In all situations where one doesn't know exactly how to act, or have enjoyable discourse; good manners will always win the day.

Until one is grows more comfortable with themselves in any interactions good manners in eating, conversation, interaction will always provide a solid foundation during meeting, dating, and more.


----------



## FeministInPink (Sep 13, 2012)

Girl_power said:


> Here’s the thing... I never really learned how to date. It was never taught or explained to me by my mom or whoever. All I had was a guide from the church. I married my high school sweetheart, and now that I am dating again I don’t really know how to.
> I wonder where we all learn how to date? Who teaches young girls and young boys how to treat the other?


Grrrrl, neither do I! I am completely clueless, though my experience is very different from yours. I'm not going to go into it, but my mother gives nothing but crap advice, and I didn't figure that out until it was way too late, and any time I took her advice, it ****ed up my life. SO. Needless to say, I don't know WTF I am doing when it comes to dating. I divorced in 2013, and I've been trying to learn how to date ever since.

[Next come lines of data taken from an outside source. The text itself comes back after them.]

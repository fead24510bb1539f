//! Test helpers for scoped environment mutation.

use std::sync::{Mutex, OnceLock};

/// Process-wide lock; hold it while a test mutates the environment.
pub(crate) fn env_lock() -> &'static Mutex<()> {
    static LOCK: OnceLock<Mutex<()>> = OnceLock::new();
    LOCK.get_or_init(|| Mutex::new(()))
}

#[allow(unused_unsafe)]
fn write_var(key: &str, value: Option<&str>) {
    // SAFETY: callers hold `env_lock` so no other test thread reads concurrently.
    unsafe {
        match value {
            Some(value) => std::env::set_var(key, value),
            None => std::env::remove_var(key),
        }
    }
}

/// Overrides one variable and puts the previous value back on drop.
pub(crate) struct EnvGuard {
    key: String,
    previous: Option<String>,
}

impl EnvGuard {
    fn replace(key: &str, value: Option<&str>) -> Self {
        let previous = std::env::var(key).ok();
        write_var(key, value);
        Self {
            key: key.to_string(),
            previous,
        }
    }

    pub(crate) fn set(key: &str, value: &str) -> Self {
        Self::replace(key, Some(value))
    }

    pub(crate) fn remove(key: &str) -> Self {
        Self::replace(key, None)
    }
}

impl Drop for EnvGuard {
    fn drop(&mut self) {
        write_var(&self.key, self.previous.as_deref());
    }
}

#[cfg(test)]
mod tests {
    use super::{env_lock, EnvGuard};

    #[test]
    fn nested_guards_unwind_in_order() {
        let _lock = env_lock().lock().expect("env lock");
        let key = "VIZTLY_TEST_ENV_GUARD_NESTED";
        let _outer = EnvGuard::set(key, "outer");
        {
            let _inner = EnvGuard::set(key, "inner");
            assert_eq!(std::env::var(key).ok().as_deref(), Some("inner"));
            {
                let _gone = EnvGuard::remove(key);
                assert!(std::env::var(key).is_err());
            }
            assert_eq!(std::env::var(key).ok().as_deref(), Some("inner"));
        }
        assert_eq!(std::env::var(key).ok().as_deref(), Some("outer"));
    }
}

(Interestingly enough, it was thanks to my mother's craptastic advice, particularly regarding standards, that I married my ex. She was always telling me that I needed to lower my standards, because "if you don't, you will always disappointed, because your standards are too high and no one can meet them." I figured out later that this advice reflected two things: 1) she truly believes that every man is a POS, and maybe she thought she was preparing me for that, and 2) this was her way of manipulating me to accept her crappy treatment as ok. Because she trained me to basically have NO expectations and NO standards, I married a POS who treated me like crap... because I honestly thought that was the best I could get and the best I deserved.)

Anyway, I'm striving to learn how to date, and it's been a lot of trial and error. But I have learned that if you adjust your standards up, and refuse to date people who don't meet your standards... you also start holding yourself to higher standards, you start to treat yourself better, and you start finding men who DO meet your standards. 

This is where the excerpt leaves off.